EXTRACTED RECORDS:
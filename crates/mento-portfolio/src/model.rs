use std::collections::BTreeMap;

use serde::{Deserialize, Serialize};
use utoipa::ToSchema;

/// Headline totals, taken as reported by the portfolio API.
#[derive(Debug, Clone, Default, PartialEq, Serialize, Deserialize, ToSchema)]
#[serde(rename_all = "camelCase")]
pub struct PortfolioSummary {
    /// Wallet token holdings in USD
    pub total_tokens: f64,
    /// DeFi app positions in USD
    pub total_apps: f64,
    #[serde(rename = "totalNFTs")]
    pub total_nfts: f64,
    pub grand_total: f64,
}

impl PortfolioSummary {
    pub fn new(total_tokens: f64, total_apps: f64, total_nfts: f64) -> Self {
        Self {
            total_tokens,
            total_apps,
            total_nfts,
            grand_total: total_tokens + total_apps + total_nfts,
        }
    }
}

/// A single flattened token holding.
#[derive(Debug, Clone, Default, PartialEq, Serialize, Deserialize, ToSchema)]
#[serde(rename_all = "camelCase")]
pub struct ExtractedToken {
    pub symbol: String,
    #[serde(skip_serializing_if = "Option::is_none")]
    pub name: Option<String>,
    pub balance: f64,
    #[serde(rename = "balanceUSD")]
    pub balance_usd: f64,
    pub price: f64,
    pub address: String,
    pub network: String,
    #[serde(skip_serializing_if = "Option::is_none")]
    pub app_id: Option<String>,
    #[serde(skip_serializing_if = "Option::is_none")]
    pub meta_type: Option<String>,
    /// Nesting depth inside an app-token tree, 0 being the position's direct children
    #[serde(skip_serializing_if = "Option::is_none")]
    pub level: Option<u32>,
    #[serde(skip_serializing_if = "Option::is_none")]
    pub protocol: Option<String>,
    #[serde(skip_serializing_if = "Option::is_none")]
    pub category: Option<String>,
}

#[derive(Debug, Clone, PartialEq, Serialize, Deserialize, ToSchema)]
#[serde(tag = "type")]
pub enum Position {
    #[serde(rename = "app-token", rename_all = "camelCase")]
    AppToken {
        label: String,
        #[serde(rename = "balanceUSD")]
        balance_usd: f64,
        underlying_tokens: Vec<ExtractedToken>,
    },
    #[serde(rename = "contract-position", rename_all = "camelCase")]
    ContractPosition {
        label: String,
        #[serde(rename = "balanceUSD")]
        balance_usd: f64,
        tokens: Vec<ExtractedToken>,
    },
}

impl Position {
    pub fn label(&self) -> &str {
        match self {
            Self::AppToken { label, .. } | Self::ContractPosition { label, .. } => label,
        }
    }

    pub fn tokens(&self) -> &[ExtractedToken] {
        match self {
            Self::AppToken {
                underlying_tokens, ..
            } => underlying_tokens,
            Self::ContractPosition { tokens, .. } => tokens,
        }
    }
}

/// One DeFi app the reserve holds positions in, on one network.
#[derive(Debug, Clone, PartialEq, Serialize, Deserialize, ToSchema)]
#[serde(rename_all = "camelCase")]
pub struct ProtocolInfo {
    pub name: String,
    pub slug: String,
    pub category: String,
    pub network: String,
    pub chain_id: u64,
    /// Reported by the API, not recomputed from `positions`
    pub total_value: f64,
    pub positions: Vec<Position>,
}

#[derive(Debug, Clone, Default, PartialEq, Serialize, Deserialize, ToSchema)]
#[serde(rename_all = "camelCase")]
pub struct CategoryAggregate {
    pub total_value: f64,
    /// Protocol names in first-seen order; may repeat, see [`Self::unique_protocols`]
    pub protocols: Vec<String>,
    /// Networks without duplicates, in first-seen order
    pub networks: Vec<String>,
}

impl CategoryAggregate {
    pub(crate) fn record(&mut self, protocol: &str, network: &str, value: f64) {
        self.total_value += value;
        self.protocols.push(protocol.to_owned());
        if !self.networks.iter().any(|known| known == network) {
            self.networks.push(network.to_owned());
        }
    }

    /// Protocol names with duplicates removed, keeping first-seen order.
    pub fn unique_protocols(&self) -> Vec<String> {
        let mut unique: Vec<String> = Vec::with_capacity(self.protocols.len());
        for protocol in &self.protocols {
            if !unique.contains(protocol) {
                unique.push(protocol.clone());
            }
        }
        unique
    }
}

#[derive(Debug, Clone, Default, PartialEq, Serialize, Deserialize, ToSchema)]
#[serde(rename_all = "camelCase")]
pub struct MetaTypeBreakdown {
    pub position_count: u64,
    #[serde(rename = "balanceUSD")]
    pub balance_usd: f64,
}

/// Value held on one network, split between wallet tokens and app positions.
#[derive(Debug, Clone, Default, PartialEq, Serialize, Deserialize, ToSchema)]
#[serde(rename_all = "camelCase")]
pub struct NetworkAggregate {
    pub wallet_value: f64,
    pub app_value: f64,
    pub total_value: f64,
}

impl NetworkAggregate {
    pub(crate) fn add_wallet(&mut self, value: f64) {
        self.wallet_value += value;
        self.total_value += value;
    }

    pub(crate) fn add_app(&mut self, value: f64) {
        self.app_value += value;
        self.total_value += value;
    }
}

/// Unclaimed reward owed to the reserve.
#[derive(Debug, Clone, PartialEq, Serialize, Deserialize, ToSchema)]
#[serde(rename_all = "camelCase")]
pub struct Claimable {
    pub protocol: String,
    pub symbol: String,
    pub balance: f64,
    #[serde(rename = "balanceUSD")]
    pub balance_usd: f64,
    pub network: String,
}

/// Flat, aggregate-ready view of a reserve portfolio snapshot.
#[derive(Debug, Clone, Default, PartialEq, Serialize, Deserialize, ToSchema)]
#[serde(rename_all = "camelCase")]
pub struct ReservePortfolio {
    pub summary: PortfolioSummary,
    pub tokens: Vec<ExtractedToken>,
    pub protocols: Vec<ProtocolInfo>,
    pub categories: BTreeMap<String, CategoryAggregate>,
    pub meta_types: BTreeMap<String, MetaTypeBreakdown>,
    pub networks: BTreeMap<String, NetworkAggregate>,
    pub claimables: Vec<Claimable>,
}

TO DO: Please make an exact copy of the entries, down to the last character.

WRITTEN ANSWER:
filename crates/mento-portfolio/src/model.rs
use std::collections::BTreeMap;

use serde::{Deserialize, Serialize};
use utoipa::ToSchema;

/// Headline totals, taken as reported by the portfolio API.
#[derive(Debug, Clone, Default, PartialEq, Serialize, Deserialize, ToSchema)]
#[serde(rename_all = "camelCase")]
pub struct PortfolioSummary {
    /// Wallet token holdings in USD
    pub total_tokens: f64,
    /// DeFi app positions in USD
    pub total_apps: f64,
    #[serde(rename = "totalNFTs")]
    pub total_nfts: f64,
    pub grand_total: f64,
}

impl PortfolioSummary {
    pub fn new(total_tokens: f64, total_apps: f64, total_nfts: f64) -> Self {
        Self {
            total_tokens,
            total_apps,
            total_nfts,
            grand_total: total_tokens + total_apps + total_nfts,
        }
    }
}

/// A single flattened token holding.
#[derive(Debug, Clone, Default, PartialEq, Serialize, Deserialize, ToSchema)]
#[serde(rename_all = "camelCase")]
pub struct ExtractedToken {
    pub symbol: String,
    #[serde(skip_serializing_if = "Option::is_none")]
    pub name: Option<String>,
    pub balance: f64,
    #[serde(rename = "balanceUSD")]
    pub balance_usd: f64,
    pub price: f64,
    pub address: String,
    pub network: String,
    #[serde(skip_serializing_if = "Option::is_none")]
    pub app_id: Option<String>,
    #[serde(skip_serializing_if = "Option::is_none")]
    pub meta_type: Option<String>,
    /// Nesting depth inside an app-token tree, 0 being the position's direct children
    #[serde(skip_serializing_if = "Option::is_none")]
    pub level: Option<u32>,
    #[serde(skip_serializing_if = "Option::is_none")]
    pub protocol: Option<String>,
    #[serde(skip_serializing_if = "Option::is_none")]
    pub category: Option<String>,
}

#[derive(Debug, Clone, PartialEq, Serialize, Deserialize, ToSchema)]
#[serde(tag = "type")]
pub enum Position {
    #[serde(rename = "app-token", rename_all = "camelCase")]
    AppToken {
        label: String,
        #[serde(rename = "balanceUSD")]
        balance_usd: f64,
        underlying_tokens: Vec<ExtractedToken>,
    },
    #[serde(rename = "contract-position", rename_all = "camelCase")]
    ContractPosition {
        label: String,
        #[serde(rename = "balanceUSD")]
        balance_usd: f64,
        tokens: Vec<ExtractedToken>,
    },
}

impl Position {
    pub fn label(&self) -> &str {
        match self {
            Self::AppToken { label, .. } | Self::ContractPosition { label, .. } => label,
        }
    }

    pub fn tokens(&self) -> &[ExtractedToken] {
        match self {
            Self::AppToken {
                underlying_tokens, ..
            } => underlying_tokens,
            Self::ContractPosition { tokens, .. } => tokens,
        }
    }
}

/// One DeFi app the reserve holds positions in, on one network.
#[derive(Debug, Clone, PartialEq, Serialize, Deserialize, ToSchema)]
#[serde(rename_all = "camelCase")]
pub struct ProtocolInfo {
    pub name: String,
    pub slug: String,
    pub category: String,
    pub network: String,
    pub chain_id: u64,
    /// Reported by the API, not recomputed from `positions`
    pub total_value: f64,
    pub positions: Vec<Position>,
}

#[derive(Debug, Clone, Default, PartialEq, Serialize, Deserialize, ToSchema)]
#[serde(rename_all = "camelCase")]
pub struct CategoryAggregate {
    pub total_value: f64,
    /// Protocol names in first-seen order; may repeat, see [`Self::unique_protocols`]
    pub protocols: Vec<String>,
    /// Networks without duplicates, in first-seen order
    pub networks: Vec<String>,
}

impl CategoryAggregate {
    pub(crate) fn record(&mut self, protocol: &str, network: &str, value: f64) {
        self.total_value += value;
        self.protocols.push(protocol.to_owned());
        if !self.networks.iter().any(|known| known == network) {
            self.networks.push(network.to_owned());
        }
    }

    /// Protocol names with duplicates removed, keeping first-seen order.
    pub fn unique_protocols(&self) -> Vec<String> {
        let mut unique: Vec<String> = Vec::with_capacity(self.protocols.len());
        for protocol in &self.protocols {
            if !unique.contains(protocol) {
                unique.push(protocol.clone());
            }
        }
        unique
    }
}

#[derive(Debug, Clone, Default, PartialEq, Serialize, Deserialize, ToSchema)]
#[serde(rename_all = "camelCase")]
pub struct MetaTypeBreakdown {
    pub position_count: u64,
    #[serde(rename = "balanceUSD")]
    pub balance_usd: f64,
}

/// Value held on one network, split between wallet tokens and app positions.
#[derive(Debug, Clone, Default, PartialEq, Serialize, Deserialize, ToSchema)]
#[serde(rename_all = "camelCase")]
pub struct NetworkAggregate {
    pub wallet_value: f64,
    pub app_value: f64,
    pub total_value: f64,
}

impl NetworkAggregate {
    pub(crate) fn add_wallet(&mut self, value: f64) {
        self.wallet_value += value;
        self.total_value += value;
    }

    pub(crate) fn add_app(&mut self, value: f64) {
        self.app_value += value;
        self.total_value += value;
    }
}

/// Unclaimed reward owed to the reserve.
#[derive(Debug, Clone, PartialEq, Serialize, Deserialize, ToSchema)]
#[serde(rename_all = "camelCase")]
pub struct Claimable {
    pub protocol: String,
    pub symbol: String,
    pub balance: f64,
    #[serde(rename = "balanceUSD")]
    pub balance_usd: f64,
    pub network: String,
}

/// Flat, aggregate-ready view of a reserve portfolio snapshot.
#[derive(Debug, Clone, Default, PartialEq, Serialize, Deserialize, ToSchema)]
#[serde(rename_all = "camelCase")]
pub struct ReservePortfolio {
    pub summary: PortfolioSummary,
    pub tokens: Vec<ExtractedToken>,
    pub protocols: Vec<ProtocolInfo>,
    pub categories: BTreeMap<String, CategoryAggregate>,
    pub meta_types: BTreeMap<String, MetaTypeBreakdown>,
    pub networks: BTreeMap<String, NetworkAggregate>,
    pub claimables: Vec<Claimable>,
}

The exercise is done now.